The tribe, like the family and the phratry, was set up to be an independent body, since it had a special cult from which strangers were excluded. Once formed, no new family could be admitted. Nor could two tribes merge into a single tribe; their religion was against it. But, just as several phratries united in a tribe, many tribes could join together, on the condition that the cult of each was respected. The day this alliance took place, the city was born.
It matters little to know the reason which prompted several neighboring tribes to unite. Perhaps the union was voluntary, perhaps it was imposed by the superior power of one tribe, or by the powerful will of one man. What is certain is that the bonds of the new association created yet another cult. The tribes which grouped together to form a city never failed to light a sacred fire and to give themselves a common religion.
Thus human society, in this race, did not grow larger in the manner of a circle which little by little grows bigger, by degrees. On the contrary, little groups, formed long beforehand, joined together. Many families formed the phratry, many phratries the tribe, many tribes the city. Family, phratry, tribe, and city are, moreover, perfectly similar societies, one born of the other through a series of federations.

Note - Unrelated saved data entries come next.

use std::fmt;
use std::str::FromStr;

use serde::{Deserialize, Serialize};

use crate::error::LabError;

#[derive(Debug, Clone, Copy, PartialEq, Eq, Hash, Serialize, Deserialize)]
#[serde(rename_all = "snake_case")]
pub enum Market {
    BackHome,
    BackDraw,
    BackAway,
    BackOver25,
    BackUnder25,
    BackBttsYes,
    BackBttsNo,
    LayCs0x0,
    LayCs0x1,
    LayCs1x0,
}

#[derive(Debug, Clone, Copy, PartialEq, Eq)]
pub enum Side {
    Back,
    Lay,
}

impl Market {
    pub const ALL: [Market; 10] = [
        Market::BackHome,
        Market::BackDraw,
        Market::BackAway,
        Market::BackOver25,
        Market::BackUnder25,
        Market::BackBttsYes,
        Market::BackBttsNo,
        Market::LayCs0x0,
        Market::LayCs0x1,
        Market::LayCs1x0,
    ];

    /// Index into `Odds::values`; matches the order of `ALL`.
    pub fn index(self) -> usize {
        self as usize
    }

    pub fn odds_column(self) -> &'static str {
        match self {
            Market::BackHome => "Odd_H_Back",
            Market::BackDraw => "Odd_D_Back",
            Market::BackAway => "Odd_A_Back",
            Market::BackOver25 => "Odd_Over25_FT_Back",
            Market::BackUnder25 => "Odd_Under25_FT_Back",
            Market::BackBttsYes => "Odd_BTTS_Yes_Back",
            Market::BackBttsNo => "Odd_BTTS_No_Back",
            Market::LayCs0x0 => "Odd_CS_0x0_Lay",
            Market::LayCs0x1 => "Odd_CS_0x1_Lay",
            Market::LayCs1x0 => "Odd_CS_1x0_Lay",
        }
    }

    /// Name of the implied-probability feature derived from this market.
    pub fn probability_name(self) -> &'static str {
        match self {
            Market::BackHome => "pH",
            Market::BackDraw => "pD",
            Market::BackAway => "pA",
            Market::BackOver25 => "pOver",
            Market::BackUnder25 => "pUnder",
            Market::BackBttsYes => "pBTTS_Y",
            Market::BackBttsNo => "pBTTS_N",
            Market::LayCs0x0 => "p0x0",
            Market::LayCs0x1 => "p0x1",
            Market::LayCs1x0 => "p1x0",
        }
    }

    pub fn label(self) -> &'static str {
        match self {
            Market::BackHome => "Back Home",
            Market::BackDraw => "Back Draw",
            Market::BackAway => "Back Away",
            Market::BackOver25 => "Back Over 2.5",
            Market::BackUnder25 => "Back Under 2.5",
            Market::BackBttsYes => "Back BTTS Yes",
            Market::BackBttsNo => "Back BTTS No",
            Market::LayCs0x0 => "Lay 0x0",
            Market::LayCs0x1 => "Lay 0x1",
            Market::LayCs1x0 => "Lay 1x0",
        }
    }

    pub fn side(self) -> Side {
        match self {
            Market::LayCs0x0 | Market::LayCs0x1 | Market::LayCs1x0 => Side::Lay,
            _ => Side::Back,
        }
    }

    /// Whether the bet this market implies wins for the given final score.
    pub fn outcome_hit(self, goals_h: u32, goals_a: u32) -> bool {
        let total = goals_h + goals_a;
        match self {
            Market::BackHome => goals_h > goals_a,
            Market::BackDraw => goals_h == goals_a,
            Market::BackAway => goals_h < goals_a,
            Market::BackOver25 => total >= 3,
            Market::BackUnder25 => total <= 2,
            Market::BackBttsYes => goals_h > 0 && goals_a > 0,
            Market::BackBttsNo => goals_h == 0 || goals_a == 0,
            Market::LayCs0x0 => (goals_h, goals_a) != (0, 0),
            Market::LayCs0x1 => (goals_h, goals_a) != (0, 1),
            Market::LayCs1x0 => (goals_h, goals_a) != (1, 0),
        }
    }

    /// Stake-1 settlement. Commission is taken from winnings only.
    ///
    /// Back: win pays `odds - 1`, loss costs the stake.
    /// Lay: the backer's stake of 1 is won, a loss costs the liability `odds - 1`.
    pub fn settle(self, odds: f64, hit: bool, commission: f64) -> f64 {
        let keep = 1.0 - commission;
        match (self.side(), hit) {
            (Side::Back, true) => (odds - 1.0) * keep,
            (Side::Back, false) => -1.0,
            (Side::Lay, true) => keep,
            (Side::Lay, false) => -(odds - 1.0),
        }
    }
}

impl fmt::Display for Market {
    fn fmt(&self, f: &mut fmt::Formatter<'_>) -> fmt::Result {
        f.write_str(self.label())
    }
}

impl FromStr for Market {
    type Err = LabError;

    fn from_str(s: &str) -> Result<Self, Self::Err> {
        let key = s.trim().to_ascii_lowercase().replace([' ', '-', '.'], "_");
        let market = match key.as_str() {
            "back_home" | "home" => Market::BackHome,
            "back_draw" | "draw" => Market::BackDraw,
            "back_away" | "away" => Market::BackAway,
            "back_over25" | "back_over_2_5" | "over25" => Market::BackOver25,
            "back_under25" | "back_under_2_5" | "under25" => Market::BackUnder25,
            "back_btts_yes" | "btts_yes" => Market::BackBttsYes,
            "back_btts_no" | "btts_no" => Market::BackBttsNo,
            "lay_cs_0x0" | "lay_cs0x0" | "lay_0x0" => Market::LayCs0x0,
            "lay_cs_0x1" | "lay_cs0x1" | "lay_0x1" => Market::LayCs0x1,
            "lay_cs_1x0" | "lay_cs1x0" | "lay_1x0" => Market::LayCs1x0,
            _ => return Err(LabError::UnknownMarket(s.to_string())),
        };
        Ok(market)
    }
}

We must also point out that as each of these different groups joined together, they did not lose either their individuality or their independence. Although many families were united in a phratry, each family remained set up as in the time of its isolation; nothing was changed in it, its cult, its priesthood, its property rights, or its internal justice. Curiae then united, but each one kept its cult, its reunions, its holidays, its head. From the tribe we move to the city, but the tribes were not dissolved for this, and each one continued to form a unit, almost as if the city did not exist.

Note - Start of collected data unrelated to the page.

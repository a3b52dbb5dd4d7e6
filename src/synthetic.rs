//! Seeded synthetic match data: Poisson scorelines priced into the ten
//! markets with a bookmaker margin. Used by benches, tests and `synth_matches`.

use std::io::Write;

use chrono::{Duration, NaiveDate};
use rand::rngs::StdRng;
use rand::{Rng, SeedableRng};

use crate::market::{Market, Side};
use crate::record::{MatchRecord, Odds};

const MAX_GOALS: usize = 10;
const LEAGUES: &[&str] = &[
    "ENGLAND - PREMIER LEAGUE",
    "SPAIN - LALIGA",
    "ITALY - SERIE A",
    "GERMANY - BUNDESLIGA",
    "BRAZIL - SERIE A",
];
const KICKOFFS: &[&str] = &["13:30", "15:00", "17:30", "20:00"];

fn poisson_pmf(lambda: f64) -> [f64; MAX_GOALS + 1] {
    let mut out = [0.0; MAX_GOALS + 1];
    let mut p = (-lambda).exp();
    for (k, slot) in out.iter_mut().enumerate() {
        if k > 0 {
            p *= lambda / k as f64;
        }
        *slot = p;
    }
    out
}

fn sample_poisson(rng: &mut StdRng, lambda: f64) -> u32 {
    // Knuth; lambdas here stay small.
    let limit = (-lambda).exp();
    let mut k = 0u32;
    let mut p = 1.0;
    loop {
        p *= rng.gen_range(0.0..1.0);
        if p <= limit {
            return k;
        }
        k += 1;
    }
}

/// Fair probability of each market for independent Poisson goal counts.
pub fn market_probabilities(lambda_h: f64, lambda_a: f64) -> [f64; 10] {
    let ph = poisson_pmf(lambda_h);
    let pa = poisson_pmf(lambda_a);
    let mut out = [0.0; 10];
    for (h, p_h) in ph.iter().enumerate() {
        for (a, p_a) in pa.iter().enumerate() {
            let p = p_h * p_a;
            for market in Market::ALL {
                let hit = match market {
                    // Correct-score markets are priced on the score landing.
                    Market::LayCs0x0 => (h, a) == (0, 0),
                    Market::LayCs0x1 => (h, a) == (0, 1),
                    Market::LayCs1x0 => (h, a) == (1, 0),
                    other => other.outcome_hit(h as u32, a as u32),
                };
                if hit {
                    out[market.index()] += p;
                }
            }
        }
    }
    out
}

pub struct SyntheticMatches {
    rng: StdRng,
    start: NaiveDate,
    produced: usize,
}

impl SyntheticMatches {
    pub fn new(seed: u64) -> Self {
        Self {
            rng: StdRng::seed_from_u64(seed),
            start: NaiveDate::from_ymd_opt(2023, 8, 1).unwrap_or(NaiveDate::MIN),
            produced: 0,
        }
    }

    pub fn next_record(&mut self) -> MatchRecord {
        let rng = &mut self.rng;
        let lambda_h = rng.gen_range(0.7..2.3);
        let lambda_a = rng.gen_range(0.5..1.9);
        let margin = rng.gen_range(1.02..1.07);

        let probs = market_probabilities(lambda_h, lambda_a);
        let mut values = [0.0; 10];
        for market in Market::ALL {
            let p = probs[market.index()].max(1e-4);
            let price = match market.side() {
                Side::Back => 1.0 / (p * margin),
                // Lay prices sit slightly above the fair price of the score.
                Side::Lay => 1.0 / p * 1.02,
            };
            values[market.index()] = (price.max(1.01) * 100.0).round() / 100.0;
        }

        let goals_h = sample_poisson(rng, lambda_h);
        let goals_a = sample_poisson(rng, lambda_a);
        let league = LEAGUES[rng.gen_range(0..LEAGUES.len())];
        let time = KICKOFFS[rng.gen_range(0..KICKOFFS.len())];
        let idx = self.produced;
        self.produced += 1;

        MatchRecord {
            league: league.to_string(),
            home: format!("Home {:04}", idx),
            away: format!("Away {:04}", idx),
            time: time.to_string(),
            date: Some(self.start + Duration::days((idx / 12) as i64)),
            odds: Odds { values },
            goals_h: Some(goals_h),
            goals_a: Some(goals_a),
        }
    }

    pub fn take(&mut self, n: usize) -> Vec<MatchRecord> {
        (0..n).map(|_| self.next_record()).collect()
    }
}

pub fn generate(seed: u64, n: usize) -> Vec<MatchRecord> {
    SyntheticMatches::new(seed).take(n)
}

/// Writes records in the loader's CSV layout. Goals are left blank when
/// `with_results` is false, producing a fixtures file.
pub fn write_csv<W: Write>(out: W, records: &[MatchRecord], with_results: bool) -> csv::Result<()> {
    let mut writer = csv::Writer::from_writer(out);
    let mut header = vec!["Date", "League", "Time", "Home", "Away"];
    if with_results {
        header.extend(["Goals_H", "Goals_A"]);
    }
    header.extend(Market::ALL.iter().map(|m| m.odds_column()));
    writer.write_record(&header)?;

    for r in records {
        let mut row = vec![
            r.date.map(|d| d.to_string()).unwrap_or_default(),
            r.league.clone(),
            r.time.clone(),
            r.home.clone(),
            r.away.clone(),
        ];
        if with_results {
            row.push(r.goals_h.map(|g| g.to_string()).unwrap_or_default());
            row.push(r.goals_a.map(|g| g.to_string()).unwrap_or_default());
        }
        row.extend(r.odds.values.iter().map(|v| format!("{v:.2}")));
        writer.write_record(&row)?;
    }
    writer.flush()?;
    Ok(())
}
use criterion::{Criterion, criterion_group, criterion_main};
use std::hint::black_box;

use oddslab::backtest::run_backtest_with_features;
use oddslab::config::AppConfig;
use oddslab::daily::filter_daily;
use oddslab::features::FeatureTable;
use oddslab::loader::read_csv_str;
use oddslab::strategy::StrategyBank;
use oddslab::synthetic::{generate, write_csv};

fn bench_feature_derivation(c: &mut Criterion) {
    let history = generate(1, 5_000);
    c.bench_function("derive_features_5k", |b| {
        b.iter(|| {
            let table = FeatureTable::derive(black_box(&history));
            black_box(table.len());
        })
    });
}

fn bench_backtest(c: &mut Criterion) {
    let config = AppConfig::bundled().expect("bundled config");
    let bank = StrategyBank::bundled().expect("bundled bank");
    let history = generate(2, 5_000);
    let features = FeatureTable::derive(&history);
    c.bench_function("backtest_bank_5k", |b| {
        b.iter(|| {
            let report = run_backtest_with_features(&bank, black_box(&history), &features, &config);
            black_box(report.results.len());
        })
    });
}

fn bench_daily_filter(c: &mut Criterion) {
    let config = AppConfig::bundled().expect("bundled config");
    let bank = StrategyBank::bundled().expect("bundled bank");
    let history = generate(3, 5_000);
    let features = FeatureTable::derive(&history);
    let report = run_backtest_with_features(&bank, &history, &features, &config);
    let fixtures = generate(4, 300);
    c.bench_function("daily_filter_300", |b| {
        b.iter(|| {
            let picks = filter_daily(black_box(&fixtures), &report, &bank, &config);
            black_box(picks.picks.len());
        })
    });
}

fn bench_csv_parse(c: &mut Criterion) {
    let mut buf = Vec::new();
    write_csv(&mut buf, &generate(5, 2_000), true).expect("write csv");
    let raw = String::from_utf8(buf).expect("utf8");
    c.bench_function("csv_parse_2k", |b| {
        b.iter(|| {
            let table = read_csv_str(black_box(&raw)).unwrap();
            black_box(table.rows.len());
        })
    });
}

criterion_group!(
    perf,
    bench_feature_derivation,
    bench_backtest,
    bench_daily_filter,
    bench_csv_parse,
);
criterion_main!(perf);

Thus the city is a grouping of individuals: It is a confederation of many groups which were formed beforehand and which continued to exist. In the Attic orators one sees that each Athenian was part of four distinct societies at the same time: He was a member of a family, a phratry, a tribe, and a city. (Foustel de Coulanges, La Cité Antique, book 2, pp. 143-145 passim).
Plinio Corrêa de Oliveira, Nobility and Analogous Traditional Elites in the Allocutions of Pius XII: A Theme Illuminating American Social History (York, Penn.: The American Society for the Defense of Tradition, Family, and Property, 1993), Documents VII, pp. 498-499.